¿Por qué los fariseos no deben hablar mientras usan la máscara?

Tradición indígena del norte de México impone silencio ritual durante representaciones de Cuaresma y Semana Santa como acto simbólico religioso

Participantes de la tradición portan máscaras durante las representaciones de Semana Santa, manteniendo silencio como parte del ritual.
Participantes de la tradición portan máscaras durante las representaciones de Semana Santa, manteniendo silencio como parte del ritual.

Cada año, durante el periodo de Cuaresma y Semana Santa, los fariseos, también conocidos como chapayecas en comunidades yaquis y mayos, recorren calles y participan en ceremonias religiosas que forman parte de una de las expresiones culturales más arraigadas del noroeste del país. Uno de los aspectos que más llama la atención es la regla estricta de no hablar mientras portan la máscara.

El silencio no es casual ni una simple costumbre: tiene un profundo significado espiritual y simbólico dentro de la tradición.

La máscara representa la transformación del participante. Al cubrir su rostro, deja atrás su identidad personal para asumir un papel dentro de la representación de la Pasión de Cristo. En este contexto, encarnan a quienes persiguieron o se opusieron a Jesús, simbolizando el mal, la tentación y el pecado.

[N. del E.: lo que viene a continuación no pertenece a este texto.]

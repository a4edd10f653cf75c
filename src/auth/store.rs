//! Credential store with single-flight renewal.
//!
//! Readers take the fast path through a read lock while the credential is
//! usable. Once it is not, callers queue on the renewal gate; the first one
//! through performs the network renewal and the rest find either a fresh
//! credential or the failure of that same attempt when they get the gate.

use std::future::Future;
use std::sync::atomic::{AtomicU64, Ordering};
use std::sync::{Arc, PoisonError, RwLock};
use std::time::Duration;

use tokio::sync::Mutex;
use tokio::time::Instant;

use super::credential::Credential;
use crate::error::{AuthError, Error, Result, TransportError};
use crate::remote::RemoteDataSource;

/// How the last renewal attempt failed.
#[derive(Debug, Clone)]
enum RenewalFailure {
    /// The identity service refused the renewal token.
    Rejected(String),
    /// The identity service could not be reached, even after a retry.
    Transport(TransportError),
}

impl RenewalFailure {
    fn from_transport(err: TransportError) -> Self {
        if err.is_rejection() {
            RenewalFailure::Rejected(err.to_string())
        } else {
            RenewalFailure::Transport(err)
        }
    }

    /// Only a rejection ends the session; transport failures leave the
    /// credential in place for a later attempt.
    fn to_error(&self) -> Error {
        match self {
            RenewalFailure::Rejected(reason) => AuthError::RenewalFailed(reason.clone()).into(),
            RenewalFailure::Transport(err) => err.clone().into(),
        }
    }
}

pub struct CredentialStore<R> {
    remote: Arc<R>,
    current: RwLock<Credential>,
    /// Outcome of the latest failed attempt, cleared on success.
    renewal: Mutex<Option<RenewalFailure>>,
    /// Completed renewal attempts. Read before queueing on the gate so a
    /// waiter can tell whether an attempt finished while it waited.
    attempts: AtomicU64,
    buffer: Duration,
}

impl<R: RemoteDataSource> CredentialStore<R> {
    /// Exchange `principal` + `secret` for an initial credential.
    ///
    /// A 4xx answer from the identity service is `InvalidCredentials`;
    /// anything else (timeouts, 5xx) is surfaced as a transport error.
    pub async fn acquire(remote: Arc<R>, principal: &str, secret: &str, buffer: Duration) -> Result<Self> {
        if principal.trim().is_empty() || secret.trim().is_empty() {
            return Err(Error::InvalidInput("principal and secret are required".to_string()));
        }

        let grant = match remote.sign_in(principal, secret).await {
            Ok(grant) => grant,
            Err(e) if e.is_rejection() => {
                tracing::warn!(error = %e, "Sign-in rejected");
                return Err(AuthError::InvalidCredentials.into());
            }
            Err(e) => return Err(e.into()),
        };
        tracing::debug!("Credential acquired");

        Ok(Self {
            remote,
            current: RwLock::new(Credential::from_grant(grant, Instant::now())),
            renewal: Mutex::new(None),
            attempts: AtomicU64::new(0),
            buffer,
        })
    }

    /// Copy of the credential as it is right now, usable or not.
    pub fn snapshot(&self) -> Credential {
        self.current.read().unwrap_or_else(PoisonError::into_inner).clone()
    }

    fn usable(&self) -> Option<Credential> {
        let current = self.current.read().unwrap_or_else(PoisonError::into_inner);
        current.is_usable(Instant::now(), self.buffer).then(|| current.clone())
    }

    /// Return a usable credential, renewing it first if needed.
    pub async fn ensure_fresh(&self) -> Result<Credential> {
        if let Some(cred) = self.usable() {
            return Ok(cred);
        }

        let seen = self.attempts.load(Ordering::Acquire);
        let mut gate = self.renewal.lock().await;
        if let Some(cred) = self.usable() {
            tracing::debug!("Credential renewed by a concurrent caller");
            return Ok(cred);
        }
        if let Some(err) = self.failed_while_waiting(&gate, seen) {
            return Err(err);
        }
        self.renew_locked(&mut gate).await
    }

    /// Renew after the remote rejected `rejected_token`, unless another
    /// caller already replaced it.
    pub async fn force_renew(&self, rejected_token: &str) -> Result<Credential> {
        let seen = self.attempts.load(Ordering::Acquire);
        let mut gate = self.renewal.lock().await;
        if let Some(cred) = self.usable() {
            if cred.access_token != rejected_token {
                return Ok(cred);
            }
        }
        if let Some(err) = self.failed_while_waiting(&gate, seen) {
            return Err(err);
        }
        self.renew_locked(&mut gate).await
    }

    /// The failure of an attempt that completed after `seen` was read.
    fn failed_while_waiting(&self, last_failure: &Option<RenewalFailure>, seen: u64) -> Option<Error> {
        if self.attempts.load(Ordering::Acquire) == seen {
            return None;
        }
        let failure = last_failure.as_ref()?;
        tracing::debug!("Renewal by a concurrent caller failed");
        Some(failure.to_error())
    }

    /// `last_failure` is the guarded contents of the renewal gate.
    async fn renew_locked(&self, last_failure: &mut Option<RenewalFailure>) -> Result<Credential> {
        let renewal_token = self.snapshot().renewal_token;
        tracing::debug!("Renewing access token");

        let result = match self.remote.renew(&renewal_token).await {
            Err(e) if !e.is_rejection() => {
                tracing::warn!(error = %e, "Renewal transport failure, retrying once");
                self.remote.renew(&renewal_token).await
            }
            other => other,
        };

        let outcome = match result {
            Ok(renewed) => {
                let mut current = self.current.write().unwrap_or_else(PoisonError::into_inner);
                current.apply_renewal(renewed, Instant::now());
                tracing::info!("Access token renewed");
                *last_failure = None;
                Ok(current.clone())
            }
            Err(e) => {
                let failure = RenewalFailure::from_transport(e);
                match &failure {
                    RenewalFailure::Rejected(reason) => tracing::error!(%reason, "Access token renewal rejected"),
                    RenewalFailure::Transport(err) => tracing::warn!(error = %err, "Access token renewal unreachable"),
                }
                let err = failure.to_error();
                *last_failure = Some(failure);
                Err(err)
            }
        };
        self.attempts.fetch_add(1, Ordering::Release);
        outcome
    }

    /// Run `op` with a fresh access token. A 401/403 answer triggers one
    /// forced renewal and one retry; a second rejection is surfaced.
    pub async fn authorized<T, F, Fut>(&self, mut op: F) -> Result<T>
    where
        F: FnMut(String) -> Fut + Send,
        Fut: Future<Output = std::result::Result<T, TransportError>> + Send,
    {
        let cred = self.ensure_fresh().await?;
        match op(cred.access_token.clone()).await {
            Err(e) if e.is_unauthorized() => {
                tracing::debug!("Access token rejected, forcing renewal");
                let renewed = self.force_renew(&cred.access_token).await?;
                Ok(op(renewed.access_token).await?)
            }
            other => Ok(other?),
        }
    }
}
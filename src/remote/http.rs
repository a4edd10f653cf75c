//! reqwest-backed implementation of [`RemoteDataSource`].

use reqwest::header::AUTHORIZATION;
use reqwest::{Client, Method, RequestBuilder, Response, StatusCode};
use serde::Deserialize;
use tokio::time::Instant;

use super::{RemoteDataSource, RenewedToken, SyncPayload, TokenGrant, parse_expires_in};
use crate::config::RemoteConfig;
use crate::error::TransportError;

#[derive(Deserialize)]
#[serde(rename_all = "camelCase")]
struct SignInResponse {
    id_token: String,
    refresh_token: String,
    #[serde(default)]
    expires_in: String,
}

#[derive(Deserialize)]
struct RenewResponse {
    access_token: String,
    #[serde(default)]
    expires_in: String,
}

/// HTTP client for the identity, snapshot and sync services.
#[derive(Clone)]
pub struct HttpRemote {
    client: Client,
    config: RemoteConfig,
}

impl HttpRemote {
    pub fn new(config: RemoteConfig) -> Result<Self, TransportError> {
        let client = Client::builder().timeout(config.timeout).build()?;
        Ok(Self { client, config })
    }

    fn keyed(&self, url: &str) -> String {
        if self.config.api_key.is_empty() {
            url.to_string()
        } else {
            format!("{}?key={}", url, self.config.api_key)
        }
    }

    async fn send(&self, method: &Method, url: &str, req: RequestBuilder) -> Result<Response, TransportError> {
        let start = Instant::now();
        let resp = req.send().await.inspect_err(|e| {
            tracing::debug!(%method, url, error = %e, "HTTP request failed");
        })?;
        tracing::debug!(
            %method,
            url,
            status = resp.status().as_u16(),
            duration_ms = start.elapsed().as_millis() as u64,
            "HTTP request completed"
        );
        Ok(resp)
    }

    /// Read the body and turn any non-200 status into `TransportError::Status`.
    async fn expect_ok(resp: Response) -> Result<Response, TransportError> {
        if resp.status() == StatusCode::OK {
            return Ok(resp);
        }
        let status = resp.status().as_u16();
        let body = resp.text().await.unwrap_or_default();
        Err(TransportError::Status { status, body })
    }
}

impl RemoteDataSource for HttpRemote {
    async fn sign_in(&self, principal: &str, secret: &str) -> Result<TokenGrant, TransportError> {
        let url = self.keyed(&self.config.sign_in_url);
        let body = serde_json::json!({
            "email": principal,
            "password": secret,
            "returnSecureToken": true,
        });
        let req = self.client.post(&url).json(&body);
        let resp = Self::expect_ok(self.send(&Method::POST, &self.config.sign_in_url, req).await?).await?;

        let parsed: SignInResponse = resp.json().await?;
        Ok(TokenGrant {
            access_token: parsed.id_token,
            renewal_token: parsed.refresh_token,
            expires_in_secs: parse_expires_in(&parsed.expires_in),
        })
    }

    async fn renew(&self, renewal_token: &str) -> Result<RenewedToken, TransportError> {
        let url = self.keyed(&self.config.token_url);
        let body = serde_json::json!({
            "grant_type": "refresh_token",
            "refresh_token": renewal_token,
        });
        let req = self.client.post(&url).json(&body);
        let resp = Self::expect_ok(self.send(&Method::POST, &self.config.token_url, req).await?).await?;

        let parsed: RenewResponse = resp.json().await?;
        Ok(RenewedToken {
            access_token: parsed.access_token,
            expires_in_secs: parse_expires_in(&parsed.expires_in),
        })
    }

    async fn fetch_snapshot(&self, access_token: &str) -> Result<Vec<u8>, TransportError> {
        tracing::debug!("Requesting snapshot download URL");
        let req = self
            .client
            .get(&self.config.snapshot_url)
            .header(AUTHORIZATION, format!("Bearer {}", access_token));
        let resp = Self::expect_ok(self.send(&Method::GET, &self.config.snapshot_url, req).await?).await?;

        let download_url = resp.text().await?.trim().to_string();
        if download_url.is_empty() {
            return Err(TransportError::Decode("empty download url".to_string()));
        }

        tracing::debug!("Downloading snapshot");
        // Presigned URL: no bearer token, the signature is in the query string
        let req = self.client.get(&download_url);
        let resp = Self::expect_ok(self.send(&Method::GET, "<presigned>", req).await?).await?;
        let compressed = resp.bytes().await?;
        tracing::debug!(bytes = compressed.len(), "Downloaded compressed snapshot");
        Ok(compressed.to_vec())
    }

    async fn push(&self, access_token: &str, payload: &SyncPayload) -> Result<(), TransportError> {
        let url = format!(
            "{}/sync?clientSessionId={}",
            self.config.sync_url.trim_end_matches('/'),
            chrono::Utc::now().timestamp_millis()
        );
        tracing::debug!(count = payload.words.len(), "Pushing word updates");
        let req = self
            .client
            .put(&url)
            .header(AUTHORIZATION, format!("Bearer {}", access_token))
            .json(payload);
        Self::expect_ok(self.send(&Method::PUT, &url, req).await?).await?;
        tracing::debug!("Push completed");
        Ok(())
    }
}
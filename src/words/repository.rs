//! Read queries over the mirrored word tables.
//!
//! Each function builds the SQL and its parameters; execution goes
//! through the session so staleness and caching apply uniformly.

use rusqlite::types::Value as SqlValue;

/// Upper bound for the unfiltered word listing
pub const ALL_WORDS_LIMIT: i64 = 10_000;

/// A query ready to hand to [`crate::session::Session::run`].
#[derive(Debug, Clone, PartialEq)]
pub struct Query {
    pub sql: String,
    pub params: Vec<SqlValue>,
}

/// Words from `WordList`, optionally filtered by language and status.
pub fn words(lang: Option<&str>, known_status: Option<&str>, limit: Option<i64>) -> Query {
    let mut sql = String::from("SELECT dictForm, secondary, knownStatus FROM WordList WHERE del = 0");
    let mut params = Vec::new();

    if let Some(lang) = lang {
        sql.push_str(" AND language = ?");
        params.push(SqlValue::Text(lang.to_string()));
    }
    if let Some(status) = known_status {
        sql.push_str(" AND knownStatus = ?");
        params.push(SqlValue::Text(status.to_string()));
    }
    if let Some(limit) = limit.filter(|l| *l > 0) {
        sql.push_str(" LIMIT ?");
        params.push(SqlValue::Integer(limit));
    }
    Query { sql, params }
}

/// Active decks by name.
pub fn decks() -> Query {
    Query {
        sql: "SELECT id, name FROM deck WHERE del = 0 ORDER BY name".to_string(),
        params: Vec::new(),
    }
}

/// Word counts per `knownStatus`.
pub fn status_counts(lang: Option<&str>, deck_id: Option<i64>) -> Query {
    let mut sql = String::from("SELECT knownStatus AS status, count(1) AS count FROM WordList WHERE del = 0");
    let mut params = Vec::new();

    if let Some(deck_id) = deck_id {
        sql.push_str(" AND deckId = ?");
        params.push(SqlValue::Integer(deck_id));
    }
    if let Some(lang) = lang {
        sql.push_str(" AND language = ?");
        params.push(SqlValue::Text(lang.to_string()));
    }
    sql.push_str(" GROUP BY knownStatus");
    Query { sql, params }
}

/// Every table in the mirror.
pub fn tables() -> Query {
    Query {
        sql: "SELECT name FROM sqlite_master WHERE type = 'table'".to_string(),
        params: Vec::new(),
    }
}

#[cfg(test)]
mod tests {
    use super::*;
    use crate::mirror::MirrorStore;
    use crate::testing::fixture_db_bytes;
    use crate::words::{Deck, StatusCountRow, Table, Word};
    use tempfile::TempDir;

    fn run<T: serde::de::DeserializeOwned>(query: Query) -> Vec<T> {
        let dir = TempDir::new().unwrap();
        let store = MirrorStore::new(dir.path().join("mirror.db"));
        let handle = store.install(&fixture_db_bytes(150)).unwrap();
        handle.query_as(&query.sql, &query.params).unwrap()
    }

    #[test]
    fn test_words_query_shape() {
        let q = words(Some("ja"), Some("KNOWN"), Some(10));
        assert_eq!(
            q.sql,
            "SELECT dictForm, secondary, knownStatus FROM WordList WHERE del = 0 AND language = ? AND knownStatus = ? LIMIT ?"
        );
        assert_eq!(q.params.len(), 3);

        let q = words(None, None, Some(0));
        assert!(!q.sql.contains("LIMIT"));
        assert!(q.params.is_empty());
    }

    #[test]
    fn test_words_filters() {
        let all: Vec<Word> = run(words(None, None, Some(ALL_WORDS_LIMIT)));
        assert_eq!(all.len(), 150);

        let known: Vec<Word> = run(words(None, Some("KNOWN"), None));
        assert_eq!(known.len(), 38);
        assert!(known.iter().all(|w| w.known_status == "KNOWN"));

        let zh: Vec<Word> = run(words(Some("zh"), None, None));
        assert_eq!(zh.len(), 30);

        let limited: Vec<Word> = run(words(None, None, Some(5)));
        assert_eq!(limited.len(), 5);
    }

    #[test]
    fn test_decks_skip_deleted() {
        let decks: Vec<Deck> = run(decks());
        let names: Vec<_> = decks.iter().map(|d| d.name.as_str()).collect();
        assert_eq!(names, vec!["Anime", "Books"]);
    }

    #[test]
    fn test_status_counts_grouping() {
        let rows: Vec<StatusCountRow> = run(status_counts(None, None));
        let total: i64 = rows.iter().map(|r| r.count).sum();
        assert_eq!(total, 150);

        let deck_rows: Vec<StatusCountRow> = run(status_counts(Some("ja"), Some(1)));
        assert!(deck_rows.iter().map(|r| r.count).sum::<i64>() < 150);
    }

    #[test]
    fn test_tables() {
        let tables: Vec<Table> = run(tables());
        let mut names: Vec<_> = tables.into_iter().map(|t| t.name).collect();
        names.sort();
        assert_eq!(names, vec!["WordList", "deck"]);
    }
}
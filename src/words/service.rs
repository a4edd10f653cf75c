//! Cache-aware reads. Keys are relative; the session prefixes them with
//! its scope key.

use std::sync::Arc;

use super::repository::{self, ALL_WORDS_LIMIT, Query};
use super::{Deck, StatusCountRow, StatusCounts, Table, Word};
use crate::error::Result;
use crate::remote::RemoteDataSource;
use crate::session::Session;

/// Which slice of the word list to read.
#[derive(Debug, Clone, Copy, PartialEq, Eq)]
pub enum WordFilter {
    All,
    Known,
    Learning,
}

impl WordFilter {
    pub fn parse(raw: Option<&str>) -> Option<Self> {
        match raw.map(|s| s.trim().to_lowercase()).as_deref() {
            None | Some("") | Some("all") => Some(WordFilter::All),
            Some("known") => Some(WordFilter::Known),
            Some("learning") => Some(WordFilter::Learning),
            _ => None,
        }
    }

    fn key_part(self) -> &'static str {
        match self {
            WordFilter::All => "all",
            WordFilter::Known => "known",
            WordFilter::Learning => "learning",
        }
    }

    fn query(self, lang: Option<&str>) -> Query {
        match self {
            WordFilter::All => repository::words(lang, None, Some(ALL_WORDS_LIMIT)),
            WordFilter::Known => repository::words(lang, Some("KNOWN"), None),
            WordFilter::Learning => repository::words(lang, Some("LEARNING"), None),
        }
    }
}

/// Blank language filters mean "every language".
fn normalize(lang: Option<&str>) -> Option<&str> {
    lang.map(str::trim).filter(|l| !l.is_empty())
}

pub fn words_key(filter: WordFilter, lang: Option<&str>) -> String {
    format!("words:{}:{}", filter.key_part(), normalize(lang).unwrap_or("all"))
}

pub const DECKS_KEY: &str = "decks";
pub const TABLES_KEY: &str = "tables";

pub fn status_counts_key(lang: Option<&str>, deck_id: Option<i64>) -> String {
    let deck = match deck_id {
        Some(id) => format!("deck:{}", id),
        None => "all".to_string(),
    };
    format!("status:counts:{}:{}", deck, normalize(lang).unwrap_or("all"))
}

pub async fn words<R: RemoteDataSource>(
    session: &Arc<Session<R>>,
    filter: WordFilter,
    lang: Option<&str>,
) -> Result<Arc<Vec<Word>>> {
    let lang = normalize(lang);
    let query = filter.query(lang);
    session
        .cached(&words_key(filter, lang), || session.run_as::<Word>(&query.sql, query.params.clone()))
        .await
}

pub async fn all_words<R: RemoteDataSource>(session: &Arc<Session<R>>, lang: Option<&str>) -> Result<Arc<Vec<Word>>> {
    words(session, WordFilter::All, lang).await
}

pub async fn known_words<R: RemoteDataSource>(session: &Arc<Session<R>>, lang: Option<&str>) -> Result<Arc<Vec<Word>>> {
    words(session, WordFilter::Known, lang).await
}

pub async fn learning_words<R: RemoteDataSource>(
    session: &Arc<Session<R>>,
    lang: Option<&str>,
) -> Result<Arc<Vec<Word>>> {
    words(session, WordFilter::Learning, lang).await
}

pub async fn decks<R: RemoteDataSource>(session: &Arc<Session<R>>) -> Result<Arc<Vec<Deck>>> {
    let query = repository::decks();
    session
        .cached(DECKS_KEY, || session.run_as::<Deck>(&query.sql, query.params.clone()))
        .await
}

pub async fn status_counts<R: RemoteDataSource>(
    session: &Arc<Session<R>>,
    lang: Option<&str>,
    deck_id: Option<i64>,
) -> Result<Arc<StatusCounts>> {
    let lang = normalize(lang);
    let query = repository::status_counts(lang, deck_id);
    session
        .cached(&status_counts_key(lang, deck_id), || async {
            let rows = session.run_as::<StatusCountRow>(&query.sql, query.params.clone()).await?;
            Ok(StatusCounts::from_rows(&rows))
        })
        .await
}

pub async fn tables<R: RemoteDataSource>(session: &Arc<Session<R>>) -> Result<Arc<Vec<Table>>> {
    let query = repository::tables();
    session
        .cached(TABLES_KEY, || session.run_as::<Table>(&query.sql, query.params.clone()))
        .await
}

Al no hablar, refuerzan esa idea de despojo de individualidad. El silencio marca una separación entre la persona y el personaje que representa.

UN ACTO DE DISCIPLINA Y PENITENCIA

Dentro de la tradición yaqui y mayo, el compromiso de participar como fariseo suele estar ligado a una manda o promesa. El silencio forma parte de esa disciplina espiritual. No emitir palabra implica sacrificio, autocontrol y respeto hacia el ritual.

Durante las procesiones, la comunicación se realiza únicamente mediante gestos, movimientos corporales o el sonido del cinturón de pezuñas que portan en la cintura. Romper el silencio puede interpretarse como una falta de respeto hacia la tradición y la comunidad.

EL MOMENTO EN QUE RECUPERAN LA VOZ

El periodo de silencio se mantiene hasta el final de los rituales principales, generalmente el Sábado de Gloria. En ese momento, los participantes se retiran la máscara en un acto simbólico que representa el triunfo del bien y el fin de la penitencia.

Con ello, recuperan su identidad y su voz, cerrando el ciclo espiritual que iniciaron al comienzo de la Cuaresma.

En comunidades del sur de Sonora y norte de Sinaloa, esta práctica continúa transmitiéndose de generación en generación. Más allá de lo religioso, constituye un elemento de identidad cultural que fortalece el sentido de pertenencia y preserva la memoria colectiva.